Hospitals need to set up a mental health unit and encourage their staff to seek care regularly.
Community support by way of health education, mental health help lines as well as Covid protocol compliant or virtual group meetings may help alleviate some of the Covid related anxiety.
The use of tele-medicine in the management of patients with chronic illnesses will help bridge the gap between clinic visits.
Rapid triage and quicker/more efficient testing methods for Covid 19 infection that would give accurate test results within a few minutes.
Dr Monisola Adanijo FMCP a Cardiologist and Co-Founder of Naveen Healthcare.
With experience spanning over 20 years, she built her pathway in medicine and cardiology working in reputable medical centres such as Mecure Healthcare Limited, Barnes Hospital, Lagos University Teaching Hospital, University College Hospital, Ibadan, Chevron Hospital, Lagos to mention but a few.
Her passion for preventive cardiology led her to convene the Naveen Healthcare 10,000 Hearts Project, in order to help individuals detect, protect and correct cardiovascular diseases.

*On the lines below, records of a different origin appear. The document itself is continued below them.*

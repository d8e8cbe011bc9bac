//! Calendar-day arithmetic shared by every layout component.
//!
//! All layout math goes through these helpers. Dates are `NaiveDate`, so
//! there is no time-of-day or offset component to drift across DST changes.

use chrono::{Datelike, Duration, NaiveDate, Weekday};

/// Number of calendar days from `a` to `b`. Negative when `b` precedes `a`.
pub fn days_between(a: NaiveDate, b: NaiveDate) -> i64 {
    (b - a).num_days()
}

/// Shift `date` by `n` calendar days, saturating at the chrono date limits.
pub fn add_days(date: NaiveDate, n: i64) -> NaiveDate {
    Duration::try_days(n)
        .and_then(|delta| date.checked_add_signed(delta))
        .unwrap_or(if n >= 0 {
            NaiveDate::MAX
        } else {
            NaiveDate::MIN
        })
}

pub fn is_same_day(a: NaiveDate, b: NaiveDate) -> bool {
    a.year() == b.year() && a.month() == b.month() && a.day() == b.day()
}

/// `start <= date <= end`.
pub fn is_within_inclusive_range(date: NaiveDate, start: NaiveDate, end: NaiveDate) -> bool {
    start <= date && date <= end
}

pub fn first_of_month(date: NaiveDate) -> NaiveDate {
    date.with_day(1).unwrap_or(date)
}

/// Number of days in the month containing `date` (28-31).
pub fn days_in_month(date: NaiveDate) -> u32 {
    let first = first_of_month(date);
    let next_first = shift_months_to_first(first, 1);
    days_between(first, next_first) as u32
}

/// Index of `date`'s weekday counted from `week_start` (0..=6).
pub fn weekday_index(date: NaiveDate, week_start: Weekday) -> u32 {
    let day = date.weekday().num_days_from_sunday();
    let start = week_start.num_days_from_sunday();
    (day + 7 - start) % 7
}

/// The most recent `week_start` weekday on or before `date`.
pub fn start_of_week(date: NaiveDate, week_start: Weekday) -> NaiveDate {
    add_days(date, -(weekday_index(date, week_start) as i64))
}

/// First day of the month `delta` months away from `date`'s month.
pub fn shift_months_to_first(date: NaiveDate, delta: i32) -> NaiveDate {
    let total_months = date.year() * 12 + (date.month() as i32 - 1) + delta;
    let year = total_months.div_euclid(12);
    let month = total_months.rem_euclid(12) as u32 + 1;
    NaiveDate::from_ymd_opt(year, month, 1).unwrap_or(if delta >= 0 {
        NaiveDate::MAX
    } else {
        NaiveDate::MIN
    })
}
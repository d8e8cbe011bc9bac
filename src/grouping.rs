use crate::task::Task;
use std::collections::HashMap;

/// Tasks sharing a project id, in input order.
#[derive(Debug, Clone, PartialEq)]
pub struct ProjectGroup<'a> {
    pub project_id: &'a str,
    pub project_name: &'a str,
    pub tasks: Vec<&'a Task>,
}

/// Stable partition by `project_id`.
///
/// Groups appear in the order their project id is first seen and tasks keep
/// their input order. Nothing is re-sorted. The group label is the project
/// name of the first task seen for that project.
pub fn group_by_project(tasks: &[Task]) -> Vec<ProjectGroup<'_>> {
    let mut groups: Vec<ProjectGroup<'_>> = Vec::new();
    let mut index_by_project: HashMap<&str, usize> = HashMap::new();

    for task in tasks {
        let idx = *index_by_project
            .entry(task.project_id.as_str())
            .or_insert_with(|| {
                groups.push(ProjectGroup {
                    project_id: task.project_id.as_str(),
                    project_name: task.project_name.as_str(),
                    tasks: Vec::new(),
                });
                groups.len() - 1
            });
        groups[idx].tasks.push(task);
    }

    groups
}
use std::sync::{Arc, Mutex, PoisonError};

// empty slots are kept per variant, and variants are told apart by type
use std::any::TypeId;
use std::collections::HashMap;
use std::collections::hash_map::Entry;
use std::marker::PhantomData;

// used to print out readable forms of a construct
use std::fmt;

use lazy_static::lazy_static;
use tracing::debug;

// our own stuff that we need
use crate::datatype::{
    Anything, Boolean, Collection, Float, Integer, OtherHasher, Text, Value, Variant,
};
use crate::error::{OptionalError, Result};

// a slot is never written after it has been created
type Slot = Arc<Option<Value>>;

pub type OptionalAny = Optional<Anything>;
pub type OptionalBool = Optional<Boolean>;
pub type OptionalInt = Optional<Integer>;
pub type OptionalFloat = Optional<Float>;
pub type OptionalString = Optional<Text>;
pub type OptionalArr = Optional<Collection>;

// ------------- EmptyKeeper -------------
#[derive(Debug, Default)]
struct EmptyKeeper {
    kept: HashMap<TypeId, Slot, OtherHasher>,
}
impl EmptyKeeper {
    fn keep<V: Variant>(&mut self) -> (Slot, bool) {
        let mut previously_kept = true;
        let kept = match self.kept.entry(TypeId::of::<V>()) {
            Entry::Vacant(e) => {
                previously_kept = false;
                e.insert(Arc::new(None))
            }
            Entry::Occupied(e) => e.into_mut(),
        };
        (Arc::clone(kept), previously_kept)
    }
}

lazy_static! {
    // one empty slot per variant for the lifetime of the process
    static ref EMPTY_KEEPER: Mutex<EmptyKeeper> = Mutex::new(EmptyKeeper::default());
}

// ------------- Optional -------------
/// A handle to an immutable slot holding at most one value valid for `V`.
///
/// Handles are cheap to clone and clones share identity, see [`Optional::ptr_eq`].
/// Empty handles of one variant all point at the same interned slot.
pub struct Optional<V: Variant> {
    slot: Slot,
    variant: PhantomData<fn() -> V>,
}

impl<V: Variant> Optional<V> {
    fn from_slot(slot: Slot) -> Self {
        Self {
            slot,
            variant: PhantomData,
        }
    }

    pub fn of(value: impl Into<Value>) -> Result<Self> {
        let value = value.into();
        if value.is_null() {
            return Err(OptionalError::InvalidValue(format!(
                "value for {} cannot be null, use of_nullable instead",
                V::VARIANT
            )));
        }
        let value = Self::validate(value)?;
        Ok(Self::from_slot(Arc::new(Some(value))))
    }

    pub fn of_nullable(value: impl Into<Value>) -> Result<Self> {
        let value = value.into();
        if value.is_null() {
            return Ok(Self::of_empty());
        }
        Self::of(value)
    }

    pub fn of_empty() -> Self {
        // the keeper is insert only, so a poisoned lock still holds valid slots
        let (slot, previously_kept) = EMPTY_KEEPER
            .lock()
            .unwrap_or_else(PoisonError::into_inner)
            .keep::<V>();
        if !previously_kept {
            debug!(variant = V::VARIANT, uid = V::UID, "interned empty optional");
        }
        Self::from_slot(slot)
    }

    // null passes through untouched
    fn validate(value: Value) -> Result<Value> {
        if !value.is_null() && !V::supports(&value) {
            debug!(variant = V::VARIANT, kind = value.kind(), "unsupported value rejected");
            return Err(OptionalError::Unsupported {
                variant: V::VARIANT,
                value: format!("{} ({})", value, value.kind()),
            });
        }
        Ok(value)
    }

    fn value(&self) -> Option<&Value> {
        self.slot.as_ref().as_ref()
    }

    pub fn is_present(&self) -> bool {
        self.slot.is_some()
    }
    pub fn is_empty(&self) -> bool {
        self.slot.is_none()
    }
    pub fn variant(&self) -> &'static str {
        V::VARIANT
    }

    /// Identity comparison, true when both handles share one slot.
    pub fn ptr_eq(this: &Self, other: &Self) -> bool {
        Arc::ptr_eq(&this.slot, &other.slot)
    }

    pub fn if_present<F: FnOnce(&Value)>(self, action: F) -> Self {
        if let Some(value) = self.value() {
            action(value);
        }
        self
    }

    // apply, if_absent and if_present_or_else end a chain on purpose
    pub fn apply<F: FnOnce(&Value)>(&self, action: F) {
        if let Some(value) = self.value() {
            action(value);
        }
    }
    pub fn if_absent<F: FnOnce()>(&self, empty_action: F) {
        if self.is_empty() {
            empty_action();
        }
    }
    pub fn if_present_or_else<F, G>(&self, action: F, empty_action: G)
    where
        F: FnOnce(&Value),
        G: FnOnce(),
    {
        match self.value() {
            Some(value) => action(value),
            None => empty_action(),
        }
    }

    /// A mapper returning null collapses to the empty optional.
    pub fn map<F, R>(&self, mapper: F) -> Result<Self>
    where
        F: FnOnce(&Value) -> R,
        R: Into<Value>,
    {
        match self.value() {
            Some(value) => Self::of_nullable(mapper(value)),
            None => Ok(Self::of_empty()),
        }
    }

    pub fn flat_map<F>(&self, mapper: F) -> Result<Self>
    where
        F: FnOnce(&Value) -> Result<Self>,
    {
        match self.value() {
            Some(value) => mapper(value),
            None => Ok(Self::of_empty()),
        }
    }

    /// Hands back this very handle unless a present value fails the predicate.
    pub fn filter<P: FnOnce(&Value) -> bool>(self, predicate: P) -> Self {
        if self.value().is_none_or(predicate) {
            self
        } else {
            Self::of_empty()
        }
    }

    /// Keeps this optional when present, otherwise the empty one.
    /// The value held by `_other` is never adopted.
    pub fn or(self, _other: &Self) -> Self {
        if self.is_present() {
            return self;
        }
        Self::of_empty()
    }

    /// The fallback is validated, a null fallback is handed back as is.
    pub fn or_else(&self, other: impl Into<Value>) -> Result<Value> {
        match self.value() {
            Some(value) => Ok(value.clone()),
            None => Self::validate(other.into()),
        }
    }

    pub fn or_else_get<F, R>(&self, supplier: F) -> Result<Value>
    where
        F: FnOnce() -> R,
        R: Into<Value>,
    {
        if let Some(value) = self.value() {
            return Ok(value.clone());
        }
        let value = supplier().into();
        if value.is_null() {
            return Err(OptionalError::InvalidValue(format!(
                "the value supplied to {}::or_else_get cannot be null",
                V::VARIANT
            )));
        }
        Self::validate(value)
    }

    pub fn or_else_throw<F, E>(&self, error_supplier: F) -> std::result::Result<Value, E>
    where
        F: FnOnce() -> E,
    {
        match self.value() {
            Some(value) => Ok(value.clone()),
            None => Err(error_supplier()),
        }
    }

    pub fn or_else_optional<F>(self, supplier: F) -> Result<Self>
    where
        F: FnOnce() -> Result<Self>,
    {
        if self.is_present() {
            return Ok(self);
        }
        supplier()
    }

    pub fn get(&self) -> Result<&Value> {
        self.value().ok_or(OptionalError::NoValuePresent(V::VARIANT))
    }

    /// The held value as the variant's native type.
    pub fn typed(&self) -> Result<V::Native> {
        let value = self.get()?;
        V::convert(value).ok_or_else(|| OptionalError::Unsupported {
            variant: V::VARIANT,
            value: value.to_string(),
        })
    }

    pub fn erase(&self) -> ErasedOptional {
        ErasedOptional {
            variant: TypeId::of::<V>(),
            name: V::VARIANT,
            slot: Arc::clone(&self.slot),
        }
    }
}

impl<V: Variant> Clone for Optional<V> {
    fn clone(&self) -> Self {
        Self::from_slot(Arc::clone(&self.slot))
    }
}
impl<V: Variant> PartialEq for Optional<V> {
    fn eq(&self, other: &Self) -> bool {
        Self::ptr_eq(self, other) || self.value() == other.value()
    }
}
impl<V: Variant> PartialEq<ErasedOptional> for Optional<V> {
    fn eq(&self, other: &ErasedOptional) -> bool {
        self.erase() == *other
    }
}
impl<V: Variant> fmt::Debug for Optional<V> {
    fn fmt(&self, f: &mut fmt::Formatter) -> fmt::Result {
        f.debug_tuple(V::VARIANT).field(&self.value()).finish()
    }
}
// diagnostic only, never parse this
impl<V: Variant> fmt::Display for Optional<V> {
    fn fmt(&self, f: &mut fmt::Formatter) -> fmt::Result {
        render(f, self.value())
    }
}

fn render(f: &mut fmt::Formatter, value: Option<&Value>) -> fmt::Result {
    match value {
        Some(value) => write!(f, "Optional[{}]", value),
        None => write!(f, "Optional[empty]"),
    }
}

// ------------- ErasedOptional -------------
/// An optional whose variant is only known at runtime.
#[derive(Clone)]
pub struct ErasedOptional {
    variant: TypeId,
    name: &'static str,
    slot: Slot,
}
impl ErasedOptional {
    pub fn variant(&self) -> &'static str {
        self.name
    }
    pub fn is<V: Variant>(&self) -> bool {
        self.variant == TypeId::of::<V>()
    }
    pub fn is_present(&self) -> bool {
        self.slot.is_some()
    }
    pub fn downcast<V: Variant>(self) -> Result<Optional<V>> {
        if !self.is::<V>() {
            return Err(OptionalError::InvalidValue(format!(
                "expected an optional of {} but found {}, must return correct variant",
                V::VARIANT,
                self.name
            )));
        }
        Ok(Optional::from_slot(self.slot))
    }
}
impl<V: Variant> From<Optional<V>> for ErasedOptional {
    fn from(optional: Optional<V>) -> Self {
        optional.erase()
    }
}
impl PartialEq for ErasedOptional {
    fn eq(&self, other: &Self) -> bool {
        self.variant == other.variant
            && (Arc::ptr_eq(&self.slot, &other.slot) || self.slot == other.slot)
    }
}
impl fmt::Debug for ErasedOptional {
    fn fmt(&self, f: &mut fmt::Formatter) -> fmt::Result {
        f.debug_tuple(self.name).field(&self.slot.as_ref().as_ref()).finish()
    }
}
impl fmt::Display for ErasedOptional {
    fn fmt(&self, f: &mut fmt::Formatter) -> fmt::Result {
        render(f, self.slot.as_ref().as_ref())
    }
}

Skilled in cardiovascular diagnostic procedures and treatment, a fellow of the National Postgraduate Medical College of Nigeria, a member of Nigerian Cardiac Society, American College of Physicians, Hypertension society of Nigeria and an international associate of the American College of Cardiology. She also has a Diploma in Leadership and Management from the University of Washington, USA,
As a Continuous Medical Education (CME) provider, she has worked with the likes of Trigen Healthcare Solutions, Pfizer GP Academy, Diamond Helix Medical Assistance, Pfizer Pharmacy Academy, Global Health Project and Resources, Sanofi-Aventis Nigeria, Novartis Nigeria and Servier International. She has helped build capacity in Electrocardiogram interpretation, preventive cardiovascular diseases, management of heart failure, patient education and more.
She launched the first TeleElectrocardiogram project in Nigeria and West Africa and does her part in contributing to good health and wellbeing, a Sustainable Development Goal (SDG3) of the United Nations.